Interview with a Siletz Elder

The Elder Experience – An Interview with Tribal Elder Ed Ben

By Teresa Simmons, Vice Chair, Siletz Tribal Arts & Heritage Society

It would be impossible to adequately convey the full story of Edmond Ben’s life in the space available. To say he’s an institution would be an understatement. What I can do is give you a brief outline and a small glimpse of Ed Ben’s journey over his 95 years. I listened intently as I visited with him to gather the material for this article filled with dates and accomplishments. A twinkle in his eye, however, and a bit of a grin were dead giveaways for the occasional humorous memories he shared. It was hard to stay on track from time to time. So here goes:

A long life of sharing, participation, encouragement and observation and the oldest member of the Siletz Tribe, Ed has worn many hats: WWII Navy veteran, member of the Air Force Reserve, logger, Oregon State corrections officer, fine craftsman, orator, husband, brother, friend, and a very proud father.

Ed at age 17 when he entered the Navy, full regalia at the Nesika Illahee Pow Wow, (Top) Ed with his nephew Cristian at Loyalty Days Parade, Ed at the Nesika Illahee Pow Wow and Ed at the Siletz Restoration dancing in the Golden Age category.

The eldest child of Archie Ben and Victoria Butler Ben, Edmond was born in his grandmother Ella Ben’s house on Christmas Day 1927. He was one of seven children: Vicki, Maxine, Virginia (stillborn), Richard (who was killed in a car accident at age 21), Shirley and Ray.

Ed joined the Navy in 1945 at age 17 and was stationed in the Philippines just as WWII was coming to an end. Upon his discharge in 1946, he came back to Siletz and went to work in the logging industry, which was the main source of income in the area at the time.

There were numerous gypo logging outfits in the county and Ed worked for several. Between 1946 and 1950, he was employed by Johnny Essex, Mulkey and Downey, Balderee, the Ring Brothers and Whitey Willis among others.
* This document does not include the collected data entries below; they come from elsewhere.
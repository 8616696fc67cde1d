//! Retrieval engine: hybrid scoring plus MMR selection
//!
//! ```text
//! semantic = clamp(similarity(query, entry), 0, 1)
//! recency  = decay(now - created_at)
//! combined = (1 - w) * semantic + w * recency
//! ```
//!
//! Candidates below `score_threshold` are dropped, then Maximal Marginal
//! Relevance picks up to `top_k`:
//!
//! ```text
//! mmr(d) = λ * combined(d) - (1 - λ) * max_sim(d, selected)
//! ```
//!
//! Ties are broken by combined score, then earliest creation, then id.

use crate::config::MemoryConfig;
use crate::error::{Error, Result};
use crate::memory::entry::{MemoryEntry, RetrievedMemory};
use crate::memory::similarity::{RecencyDecay, SimilarityMetric};
use crate::memory::store::EntryStore;
use crate::providers::{with_timeout, Embedder};
use chrono::{DateTime, Utc};
use serde::{Deserialize, Serialize};
use std::cmp::Ordering;
use std::sync::Arc;
use std::time::Duration;
use tokio::sync::mpsc;
use uuid::Uuid;

/// Per-query retrieval knobs
#[derive(Debug, Clone, Copy, PartialEq, Serialize, Deserialize)]
pub struct RetrievalParams {
    pub top_k: usize,
    pub mmr_lambda: f32,
    pub recency_weight: f32,
    pub score_threshold: f32,
}

impl From<&MemoryConfig> for RetrievalParams {
    fn from(config: &MemoryConfig) -> Self {
        Self {
            top_k: config.top_k,
            mmr_lambda: config.mmr_lambda,
            recency_weight: config.recency_weight,
            score_threshold: config.score_threshold,
        }
    }
}

impl RetrievalParams {
    pub fn validate(&self) -> Result<()> {
        if self.top_k == 0 {
            return Err(Error::Config("top_k must be >= 1".into()));
        }
        for (name, v) in [
            ("mmr_lambda", self.mmr_lambda),
            ("recency_weight", self.recency_weight),
            ("score_threshold", self.score_threshold),
        ] {
            if !v.is_finite() || !(0.0..=1.0).contains(&v) {
                return Err(Error::Config(format!("{} must be within [0, 1]", name)));
            }
        }
        Ok(())
    }
}

/// An entry with its scores for one query. Never persisted.
#[derive(Debug, Clone)]
pub struct ScoredCandidate {
    pub entry: MemoryEntry,
    pub semantic_score: f32,
    pub recency_score: f32,
    pub combined_score: f32,
}

impl From<ScoredCandidate> for RetrievedMemory {
    fn from(c: ScoredCandidate) -> Self {
        Self {
            id: c.entry.id,
            text: c.entry.text,
            semantic_score: c.semantic_score,
            recency_score: c.recency_score,
            combined_score: c.combined_score,
            created_at: c.entry.created_at,
        }
    }
}

// =============================================================================
// Scoring and selection
// =============================================================================

/// Score every entry against the query vector.
pub fn score_entries(
    entries: Vec<MemoryEntry>,
    query: &[f32],
    params: &RetrievalParams,
    similarity: SimilarityMetric,
    decay: RecencyDecay,
    now: DateTime<Utc>,
) -> Vec<ScoredCandidate> {
    let w = params.recency_weight;
    entries
        .into_iter()
        .map(|entry| {
            let semantic_score = similarity.score(query, &entry.embedding);
            let recency_score = decay.score(entry.age_secs(now));
            let combined_score = (1.0 - w) * semantic_score + w * recency_score;
            ScoredCandidate {
                entry,
                semantic_score,
                recency_score,
                combined_score,
            }
        })
        .collect()
}

/// Iterative MMR selection of up to `top_k` candidates, in pick order.
pub fn mmr_select(
    mut remaining: Vec<ScoredCandidate>,
    top_k: usize,
    lambda: f32,
    similarity: SimilarityMetric,
) -> Vec<ScoredCandidate> {
    let mut selected: Vec<ScoredCandidate> = Vec::with_capacity(top_k.min(remaining.len()));
    // max similarity of each remaining candidate to anything selected so far
    let mut max_sim = vec![0.0_f32; remaining.len()];

    while selected.len() < top_k && !remaining.is_empty() {
        let mmr = |i: usize| lambda * remaining[i].combined_score - (1.0 - lambda) * max_sim[i];

        let mut best = 0;
        for i in 1..remaining.len() {
            let ord = mmr(i)
                .total_cmp(&mmr(best))
                .then_with(|| tie_break(&remaining[i], &remaining[best]));
            if ord == Ordering::Greater {
                best = i;
            }
        }

        let picked = remaining.swap_remove(best);
        max_sim.swap_remove(best);
        for (i, c) in remaining.iter().enumerate() {
            let s = similarity.score(&c.entry.embedding, &picked.entry.embedding);
            if s > max_sim[i] {
                max_sim[i] = s;
            }
        }
        selected.push(picked);
    }
    selected
}

/// `Greater` means `a` should be picked before `b`.
fn tie_break(a: &ScoredCandidate, b: &ScoredCandidate) -> Ordering {
    a.combined_score
        .total_cmp(&b.combined_score)
        .then_with(|| b.entry.created_at.cmp(&a.entry.created_at))
        .then_with(|| b.entry.id.cmp(&a.entry.id))
}

/// Threshold filter plus MMR over already-embedded entries.
pub fn rank(
    entries: Vec<MemoryEntry>,
    query: &[f32],
    params: &RetrievalParams,
    similarity: SimilarityMetric,
    decay: RecencyDecay,
    now: DateTime<Utc>,
) -> Vec<ScoredCandidate> {
    let candidates: Vec<ScoredCandidate> =
        score_entries(entries, query, params, similarity, decay, now)
            .into_iter()
            .filter(|c| c.combined_score >= params.score_threshold)
            .collect();
    mmr_select(candidates, params.top_k, params.mmr_lambda, similarity)
}

// =============================================================================
// Access tracking
// =============================================================================

/// Bounded, lossy queue of access-stat updates.
#[derive(Clone)]
pub struct AccessTracker {
    tx: mpsc::Sender<Uuid>,
}

impl AccessTracker {
    /// Spawn the drain task. Must be called inside a Tokio runtime.
    pub fn spawn(store: Arc<EntryStore>, capacity: usize) -> Self {
        let (tx, mut rx) = mpsc::channel::<Uuid>(capacity.max(1));
        tokio::spawn(async move {
            while let Some(id) = rx.recv().await {
                store.update_access(id).await;
            }
        });
        Self { tx }
    }

    /// Enqueue bumps; drops them when the queue is full.
    pub fn record(&self, ids: impl IntoIterator<Item = Uuid>) {
        for id in ids {
            if let Err(e) = self.tx.try_send(id) {
                tracing::debug!(entry_id = %id, "Dropping access update: {}", e);
            }
        }
    }
}

// =============================================================================
// Engine
// =============================================================================

/// Read path: embeds the query and ranks a conversation's entries.
pub struct RetrievalEngine {
    store: Arc<EntryStore>,
    embedder: Arc<dyn Embedder>,
    embed_timeout: Duration,
    similarity: SimilarityMetric,
    decay: RecencyDecay,
    defaults: RetrievalParams,
    access: Option<AccessTracker>,
}

impl RetrievalEngine {
    pub fn new(
        store: Arc<EntryStore>,
        embedder: Arc<dyn Embedder>,
        config: &MemoryConfig,
        embed_timeout: Duration,
    ) -> Self {
        Self {
            store,
            embedder,
            embed_timeout,
            similarity: config.similarity,
            decay: config.recency_decay,
            defaults: RetrievalParams::from(config),
            access: None,
        }
    }

    /// Bump access stats of returned entries through `tracker`.
    pub fn with_access_tracker(mut self, tracker: AccessTracker) -> Self {
        self.access = Some(tracker);
        self
    }

    pub fn defaults(&self) -> RetrievalParams {
        self.defaults
    }

    /// Retrieve with the configured defaults.
    pub async fn retrieve(
        &self,
        conversation_id: &str,
        query: &str,
    ) -> Result<Vec<RetrievedMemory>> {
        self.retrieve_with(conversation_id, query, &self.defaults).await
    }

    /// Retrieve with explicit parameters.
    ///
    /// Embedding failures come back as `Error::Degradable`.
    pub async fn retrieve_with(
        &self,
        conversation_id: &str,
        query: &str,
        params: &RetrievalParams,
    ) -> Result<Vec<RetrievedMemory>> {
        params.validate()?;
        let entries = self.store.list(conversation_id).await;
        if entries.is_empty() || query.trim().is_empty() {
            return Ok(Vec::new());
        }

        let query_vec = with_timeout("query embedding", self.embed_timeout, async {
            let v = self.embedder.embed(query).await?;
            self.store.check_dimension(&v)?;
            Ok(v)
        })
        .await?;

        let picked = rank(
            entries,
            &query_vec,
            params,
            self.similarity,
            self.decay,
            Utc::now(),
        );

        if let Some(tracker) = &self.access {
            tracker.record(picked.iter().map(|c| c.entry.id));
        }

        tracing::debug!(
            conversation_id = %conversation_id,
            returned = picked.len(),
            "Retrieved memories"
        );
        Ok(picked.into_iter().map(RetrievedMemory::from).collect())
    }
}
He drove bulldozer for Wilbur Martin and finally between 1950 and 1952 he worked for CD Johnson.

During that time he met his forever love, his wife Dolores. Ed told me they met through one of Dolores’ friends, possibly while he was cruising the main drag in Toledo following a teen dance at the Eagles Lodge. They married in 1948 and lived with his parents for a time before moving to the housing project in Siletz.

With the natural progression of newly wedded bliss, their son Gerald (Butch) was born in 1949 in Toledo followed by son Rod in 1952, the same year that Ed and Dolores moved to Salem. Their youngest son, Ed Jr., joined the family in 1957.

Ed took some business classes after the move and applied for two jobs that were presented to him. Although it was not his first choice of the two, he was hired at the Oregon State Prison as a corrections officer, where he worked until his retirement nearly 30 years later in 1982.

Ed had some harrowing experiences while he was there, two prison riots and fires among them. He was well-liked by the inmates and working together, he and the prisoners who were trapped with him in the riot and fire of 1968 were able to escape the inferno.

Ed’s son, Ed Jr., wrote: “He and several convicts were trapped in a burning building on an upper floor. They were able to break a window that reportedly had shatterproof glass and then cut out metal bars with a saw made to cut wood, not metal. They escaped by going through a small hole in the bars. Convicts below helped by catching the men as they fell to the lower roof. They then helped dad get out of the prison instead of attacking him or taking him hostage, as they had done with other guards. Speaks volumes about the kind of person my father is. In 2019, a book was written called Crime and Corrections: Lessons Learned by a Career Corrections Practitioner by Thomas Toombs, PhD. that had the inmates’ testimonies in it.”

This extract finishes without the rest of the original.